This lamentation begins: 'THE SORROWFUL LAMENTATION OF NICOL MUCSHET of BOGHALL. Who was execute in the Grass-Market of Edinburgh, on the 6th. of January, 1721. For murdering of his Wife: With his last Dying Speech, and Farewell to the World.'
The National Library of Scotland's collection also includes at least two other broadsides regarding this case. The first takes the form of a letter from the condemned prisoner's mother, Lady Boghall, and the second from a man, Alexander Pennecuik, suspected of being an accessory to the murder. Both are addressed to Nicol Mucshet (who is referred to in other broadsides as Muschet or Mushet). It is worth noting that in each, a different spelling of the prisoner's name is used - Mushet, Mushett and Mucshet. In the rush to get a story printed and out on the streets for sale, broadside printers paid little attention to such inconsistencies.

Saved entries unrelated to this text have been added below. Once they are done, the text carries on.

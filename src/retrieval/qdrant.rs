use crate::config::Config;
use crate::error::RagError;
use crate::logging::{self, LogLevel};
use crate::retrieval::Document;
use reqwest::header::{CONTENT_TYPE, HeaderMap, HeaderName, HeaderValue};
use serde::{Deserialize, Serialize};
use std::collections::BTreeMap;
use std::time::Duration;

const DEFAULT_LIMIT: usize = 4;

/// 检索参数（配置文件 `rag.search_kwargs`）。
#[derive(Debug, Clone, PartialEq)]
pub struct SearchParams {
    pub limit: usize,
    pub score_threshold: Option<f32>,
    /// Qdrant filter，原样透传。
    pub filter: Option<serde_json::Value>,
}

impl Default for SearchParams {
    fn default() -> Self {
        Self {
            limit: DEFAULT_LIMIT,
            score_threshold: None,
            filter: None,
        }
    }
}

impl SearchParams {
    /// 识别 k / score_threshold / filter，其余键忽略并告警。
    pub fn from_kwargs(
        kwargs: &BTreeMap<String, serde_json::Value>,
    ) -> Result<Self, anyhow::Error> {
        let mut out = Self::default();
        for (key, value) in kwargs {
            match key.as_str() {
                "k" => {
                    out.limit = value
                        .as_u64()
                        .filter(|k| *k > 0)
                        .map(|k| k as usize)
                        .ok_or_else(|| anyhow::anyhow!("search_kwargs.k 必须是正整数: {value}"))?;
                }
                "score_threshold" => {
                    out.score_threshold = Some(value.as_f64().ok_or_else(|| {
                        anyhow::anyhow!("search_kwargs.score_threshold 必须是数字: {value}")
                    })? as f32);
                }
                "filter" => out.filter = Some(value.clone()),
                other => tracing::warn!("忽略未知的 search_kwargs 参数: {other}"),
            }
        }
        Ok(out)
    }
}

/// Qdrant REST 检索客户端。
#[derive(Debug, Clone)]
pub struct QdrantClient {
    http: reqwest::Client,
    base_url: String,
    api_key: Option<String>,
    log_level: LogLevel,
}

#[derive(Debug, Serialize)]
struct SearchRequest<'a> {
    vector: &'a [f32],
    limit: usize,
    with_payload: bool,
    #[serde(skip_serializing_if = "Option::is_none")]
    score_threshold: Option<f32>,
    #[serde(skip_serializing_if = "Option::is_none")]
    filter: Option<&'a serde_json::Value>,
}

#[derive(Debug, Deserialize)]
struct SearchResponse {
    #[serde(default)]
    result: Vec<ScoredPoint>,
}

#[derive(Debug, Deserialize)]
struct ScoredPoint {
    #[serde(default)]
    payload: Option<Payload>,
}

/// LangChain-Qdrant 的 payload 布局。
#[derive(Debug, Deserialize)]
struct Payload {
    #[serde(default)]
    page_content: Option<String>,
    #[serde(default)]
    metadata: Option<Metadata>,
}

#[derive(Debug, Deserialize)]
struct Metadata {
    #[serde(default)]
    url: Option<String>,
}

impl QdrantClient {
    pub fn new(cfg: &Config) -> Result<Self, anyhow::Error> {
        Self::with_base_url(
            &cfg.qdrant_url,
            cfg.qdrant_api_key.as_deref(),
            cfg.timeout(),
            cfg.log_level(),
        )
    }

    pub fn with_base_url(
        base_url: &str,
        api_key: Option<&str>,
        timeout: Option<Duration>,
        log_level: LogLevel,
    ) -> Result<Self, anyhow::Error> {
        let mut builder = reqwest::Client::builder()
            .pool_max_idle_per_host(10)
            .pool_idle_timeout(Duration::from_secs(90));
        if let Some(t) = timeout {
            builder = builder.timeout(t);
        }
        Ok(Self {
            http: builder.build()?,
            base_url: base_url.trim().trim_end_matches('/').to_string(),
            api_key: api_key.map(str::to_string),
            log_level,
        })
    }

    fn build_headers(&self) -> HeaderMap {
        let mut h = HeaderMap::new();
        h.insert(CONTENT_TYPE, HeaderValue::from_static("application/json"));
        if let Some(key) = &self.api_key
            && let Ok(v) = HeaderValue::from_str(key)
        {
            h.insert(HeaderName::from_static("api-key"), v);
        }
        h
    }

    pub async fn search(
        &self,
        collection: &str,
        vector: &[f32],
        params: &SearchParams,
    ) -> Result<Vec<Document>, RagError> {
        let url = format!(
            "{}/collections/{}/points/search",
            self.base_url,
            collection.trim()
        );
        let body = sonic_rs::to_vec(&SearchRequest {
            vector,
            limit: params.limit,
            with_payload: true,
            score_threshold: params.score_threshold,
            filter: params.filter.as_ref(),
        })
        .map_err(|e| RagError::retrieval(format!("检索请求序列化失败: {e}")))?;
        logging::backend_request(self.log_level, "POST", &url, &[]);

        let start = std::time::Instant::now();
        let resp = self
            .http
            .post(url)
            .headers(self.build_headers())
            .body(body)
            .send()
            .await
            .map_err(|e| RagError::retrieval(format!("Qdrant 请求失败: {e}")))?;

        let status = resp.status();
        let bytes = resp
            .bytes()
            .await
            .map_err(|e| RagError::retrieval(format!("读取 Qdrant 响应失败: {e}")))?;
        logging::backend_response(self.log_level, status.as_u16(), start.elapsed(), &bytes);

        if !status.is_success() {
            return Err(RagError::retrieval(format!(
                "Qdrant 返回 {}: {}",
                status.as_u16(),
                logging::truncate_text_for_log(&String::from_utf8_lossy(&bytes))
            )));
        }

        let parsed: SearchResponse = sonic_rs::from_slice(&bytes)
            .map_err(|e| RagError::retrieval(format!("解析 Qdrant 响应失败: {e}")))?;

        let mut docs = Vec::with_capacity(parsed.result.len());
        for point in parsed.result {
            let Some(payload) = point.payload else {
                continue;
            };
            let Some(content) = payload.page_content else {
                continue;
            };
            let source = payload.metadata.and_then(|m| m.url).unwrap_or_default();
            docs.push(Document { content, source });
        }
        Ok(docs)
    }
}
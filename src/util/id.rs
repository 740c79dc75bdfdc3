use uuid::Uuid;

/// 单次 /ask 请求的关联 ID，用于串联同一请求在各步骤中的日志。
pub fn request_id() -> String {
    let s = Uuid::new_v4().simple().to_string();
    format!("ask-{}", &s[..s.len().min(12)])
}
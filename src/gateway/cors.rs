use axum::extract::Request;
use axum::http::header::{
    ACCESS_CONTROL_ALLOW_HEADERS, ACCESS_CONTROL_ALLOW_METHODS, ACCESS_CONTROL_ALLOW_ORIGIN,
    ACCESS_CONTROL_MAX_AGE, ACCESS_CONTROL_REQUEST_HEADERS,
};
use axum::http::{HeaderMap, HeaderValue, Method, StatusCode};
use axum::middleware::Next;
use axum::response::{IntoResponse, Response};

const ALLOW_METHODS: &str = "GET, POST, OPTIONS";
const MAX_AGE_SECS: &str = "86400";

/// 允许任意来源跨域；预检请求直接返回 204。
pub async fn cors_middleware(request: Request, next: Next) -> Response {
    if request.method() == Method::OPTIONS {
        let allow_headers = request
            .headers()
            .get(ACCESS_CONTROL_REQUEST_HEADERS)
            .cloned()
            .unwrap_or_else(|| HeaderValue::from_static("*"));
        let mut resp = StatusCode::NO_CONTENT.into_response();
        let h = resp.headers_mut();
        apply_common(h);
        h.insert(ACCESS_CONTROL_ALLOW_HEADERS, allow_headers);
        h.insert(ACCESS_CONTROL_MAX_AGE, HeaderValue::from_static(MAX_AGE_SECS));
        return resp;
    }

    let mut resp = next.run(request).await;
    apply_common(resp.headers_mut());
    resp
}

fn apply_common(h: &mut HeaderMap) {
    h.insert(ACCESS_CONTROL_ALLOW_ORIGIN, HeaderValue::from_static("*"));
    h.insert(
        ACCESS_CONTROL_ALLOW_METHODS,
        HeaderValue::from_static(ALLOW_METHODS),
    );
}
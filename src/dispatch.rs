//! 按请求模式与配额状态选择生成链路。

use crate::error::RagError;
use crate::quota::{QuotaBoard, QuotaState};
use crate::rag::{GenerationPipeline, HistoryItem};
use chrono::{DateTime, Utc};
use serde::Serialize;
use std::fmt;
use std::sync::Arc;
use thiserror::Error;

#[derive(Debug, Clone, Copy, PartialEq, Eq, Hash, Serialize)]
#[serde(rename_all = "lowercase")]
pub enum Mode {
    Primary,
    Thinking,
}

impl Mode {
    pub fn from_thinking(thinking: bool) -> Self {
        if thinking { Self::Thinking } else { Self::Primary }
    }

    pub fn as_str(self) -> &'static str {
        match self {
            Self::Primary => "primary",
            Self::Thinking => "thinking",
        }
    }
}

impl fmt::Display for Mode {
    fn fmt(&self, f: &mut fmt::Formatter<'_>) -> fmt::Result {
        f.write_str(self.as_str())
    }
}

#[derive(Debug, Error)]
pub enum DispatchError {
    /// 后端处于冷却期，或本次调用触发了配额耗尽。
    #[error("{mode} 后端配额不可用: {message}")]
    QuotaExceeded {
        mode: Mode,
        message: String,
        next_available: Option<DateTime<Utc>>,
    },

    #[error(transparent)]
    Pipeline(#[from] RagError),
}

pub struct Dispatcher {
    board: Arc<QuotaBoard>,
    primary: Arc<GenerationPipeline>,
    thinking: Option<Arc<GenerationPipeline>>,
}

impl Dispatcher {
    pub fn new(
        board: Arc<QuotaBoard>,
        primary: Arc<GenerationPipeline>,
        thinking: Option<Arc<GenerationPipeline>>,
    ) -> Self {
        if thinking.is_some() != board.thinking().is_some() {
            tracing::warn!("thinking 链路与配额状态不一致，thinking 请求将回退到 primary");
        }
        Self {
            board,
            primary,
            thinking,
        }
    }

    pub fn board(&self) -> &Arc<QuotaBoard> {
        &self.board
    }

    /// 实际处理请求的模式：thinking 未配置时为 primary。
    pub fn resolve(&self, requested: Mode) -> Mode {
        self.route(requested).0
    }

    fn route(&self, requested: Mode) -> (Mode, &Arc<QuotaState>, &Arc<GenerationPipeline>) {
        if requested == Mode::Thinking
            && let (Some(state), Some(pipeline)) = (self.board.thinking(), &self.thinking)
        {
            return (Mode::Thinking, state, pipeline);
        }
        (Mode::Primary, self.board.primary(), &self.primary)
    }

    pub async fn serve(
        &self,
        query: &str,
        requested: Mode,
        history: &[HistoryItem],
    ) -> Result<String, DispatchError> {
        let (mode, state, pipeline) = self.route(requested);
        if mode != requested {
            tracing::debug!("thinking 模型未配置，请求由 primary 处理");
        }

        let status = state.check().await;
        if !status.available {
            return Err(DispatchError::QuotaExceeded {
                mode,
                message: format!(
                    "{} 后端 ({}) 处于冷却期",
                    state.name(),
                    pipeline.model_name()
                ),
                next_available: status.next_available,
            });
        }

        match pipeline.run(query, history).await {
            Ok(answer) => Ok(answer),
            Err(RagError::QuotaExceeded(message)) => {
                let until = state.disable().await;
                Err(DispatchError::QuotaExceeded {
                    mode,
                    message,
                    next_available: Some(until),
                })
            }
            Err(e) => Err(e.into()),
        }
    }
}

#[cfg(test)]
mod tests {
    use super::*;
    use crate::quota::{DEFAULT_COOLDOWN, UnconfiguredThinkingStatus};
    use crate::rag::testing::{FakeModel, FakeRetriever};
    use crate::retrieval::Document;
    use chrono::TimeDelta;

    struct Fixture {
        dispatcher: Dispatcher,
        primary: Arc<FakeModel>,
        thinking: Option<Arc<FakeModel>>,
    }

    fn fixture(primary: FakeModel, thinking: Option<FakeModel>) -> Fixture {
        let retriever = Arc::new(FakeRetriever::new().with(
            "What is bootstrap?",
            vec![Document::new("https://pes.edu/bootstrap", "Orientation week.")],
        ));
        let primary = Arc::new(primary);
        let thinking = thinking.map(Arc::new);
        let board = Arc::new(QuotaBoard::new(
            DEFAULT_COOLDOWN,
            thinking.is_some(),
            UnconfiguredThinkingStatus::Available,
        ));
        let pipeline = |m: &Arc<FakeModel>| {
            Arc::new(GenerationPipeline::new(
                m.clone(),
                retriever.clone(),
                "system",
                3,
            ))
        };
        let dispatcher = Dispatcher::new(
            board,
            pipeline(&primary),
            thinking.as_ref().map(pipeline),
        );
        Fixture {
            dispatcher,
            primary,
            thinking,
        }
    }

    #[tokio::test]
    async fn thinking_request_served_by_thinking_pipeline() {
        let f = fixture(
            FakeModel::answering("flash", "primary answer"),
            Some(FakeModel::answering("pro", "thinking answer")),
        );
        let out = f
            .dispatcher
            .serve("What is bootstrap?", Mode::Thinking, &[])
            .await
            .unwrap();
        assert_eq!(out, "thinking answer");
        assert_eq!(f.primary.calls(), 0);

        let snap = f.dispatcher.board().snapshot().await;
        assert!(snap.thinking.available);
        assert!(snap.thinking.next_available.is_none());
    }

    #[tokio::test]
    async fn provider_exhaustion_disables_backend() {
        let f = fixture(
            FakeModel::failing("flash", RagError::quota_exceeded("RESOURCE_EXHAUSTED")),
            Some(FakeModel::answering("pro", "thinking answer")),
        );
        let before = Utc::now();
        let err = f
            .dispatcher
            .serve("What is bootstrap?", Mode::Primary, &[])
            .await
            .unwrap_err();

        let until = match err {
            DispatchError::QuotaExceeded {
                mode: Mode::Primary,
                next_available: Some(until),
                ..
            } => until,
            other => panic!("expected primary quota error, got {other:?}"),
        };
        let expected = before + TimeDelta::hours(24);
        assert!((until - expected).num_seconds().abs() <= 5);

        let snap = f.dispatcher.board().snapshot().await;
        assert!(!snap.primary.available);
        assert_eq!(snap.primary.next_available, Some(until));
        assert!(snap.thinking.available);
    }

    #[tokio::test]
    async fn disabled_backend_rejected_without_invocation() {
        let f = fixture(
            FakeModel::answering("flash", "primary answer"),
            Some(FakeModel::answering("pro", "thinking answer")),
        );
        let until = f.dispatcher.board().thinking().unwrap().disable().await;

        let err = f
            .dispatcher
            .serve("What is bootstrap?", Mode::Thinking, &[])
            .await
            .unwrap_err();
        match err {
            DispatchError::QuotaExceeded {
                mode,
                next_available,
                ..
            } => {
                assert_eq!(mode, Mode::Thinking);
                assert_eq!(next_available, Some(until));
            }
            other => panic!("expected quota error, got {other:?}"),
        }
        assert_eq!(f.thinking.as_ref().unwrap().calls(), 0);
        assert_eq!(f.primary.calls(), 0);

        let err = f
            .dispatcher
            .serve("What is bootstrap?", Mode::Thinking, &[])
            .await
            .unwrap_err();
        assert!(err.to_string().contains("thinking 后端 (pro)"));
    }

    #[tokio::test]
    async fn unconfigured_thinking_falls_back_to_primary() {
        let f = fixture(FakeModel::answering("flash", "primary answer"), None);
        assert_eq!(f.dispatcher.resolve(Mode::Thinking), Mode::Primary);
        assert!(f.dispatcher.board().thinking().is_none());

        let out = f
            .dispatcher
            .serve("What is bootstrap?", Mode::Thinking, &[])
            .await
            .unwrap();
        assert_eq!(out, "primary answer");
        assert_eq!(f.primary.calls(), 3);
    }

    #[tokio::test]
    async fn fallback_uses_primary_quota() {
        let f = fixture(FakeModel::answering("flash", "primary answer"), None);
        f.dispatcher.board().primary().disable().await;

        let err = f
            .dispatcher
            .serve("What is bootstrap?", Mode::Thinking, &[])
            .await
            .unwrap_err();
        assert!(matches!(
            err,
            DispatchError::QuotaExceeded {
                mode: Mode::Primary,
                ..
            }
        ));
        assert_eq!(f.primary.calls(), 0);
    }

    #[tokio::test]
    async fn other_failures_leave_quota_untouched() {
        let f = fixture(
            FakeModel::failing("flash", RagError::provider("503 UNAVAILABLE")),
            None,
        );
        let err = f
            .dispatcher
            .serve("What is bootstrap?", Mode::Primary, &[])
            .await
            .unwrap_err();
        assert!(matches!(err, DispatchError::Pipeline(RagError::Provider(_))));
        assert!(f.dispatcher.board().snapshot().await.primary.available);
    }

    #[tokio::test]
    async fn expired_cooldown_is_served_again() {
        let f = fixture(FakeModel::answering("flash", "primary answer"), None);
        let primary = f.dispatcher.board().primary();
        primary
            .disable_at(Utc::now() - TimeDelta::hours(25))
            .await;

        let out = f
            .dispatcher
            .serve("What is bootstrap?", Mode::Primary, &[])
            .await
            .unwrap();
        assert_eq!(out, "primary answer");
        assert!(primary.status().await.available);
    }

    #[test]
    fn mode_from_flag() {
        assert_eq!(Mode::from_thinking(true), Mode::Thinking);
        assert_eq!(Mode::from_thinking(false), Mode::Primary);
        assert_eq!(Mode::Thinking.to_string(), "thinking");
    }
}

Reports recounting dark and salacious deeds were popular with the public, and, like today's sensationalist tabloids, sold in large numbers. Crimes could generate sequences of sheets covering descriptive accounts, court proceedings, last words, lamentations and executions as they occurred. As competition was fierce, immediacy was paramount, and these occasions provided an opportunity for printers and patterers to maximise sales.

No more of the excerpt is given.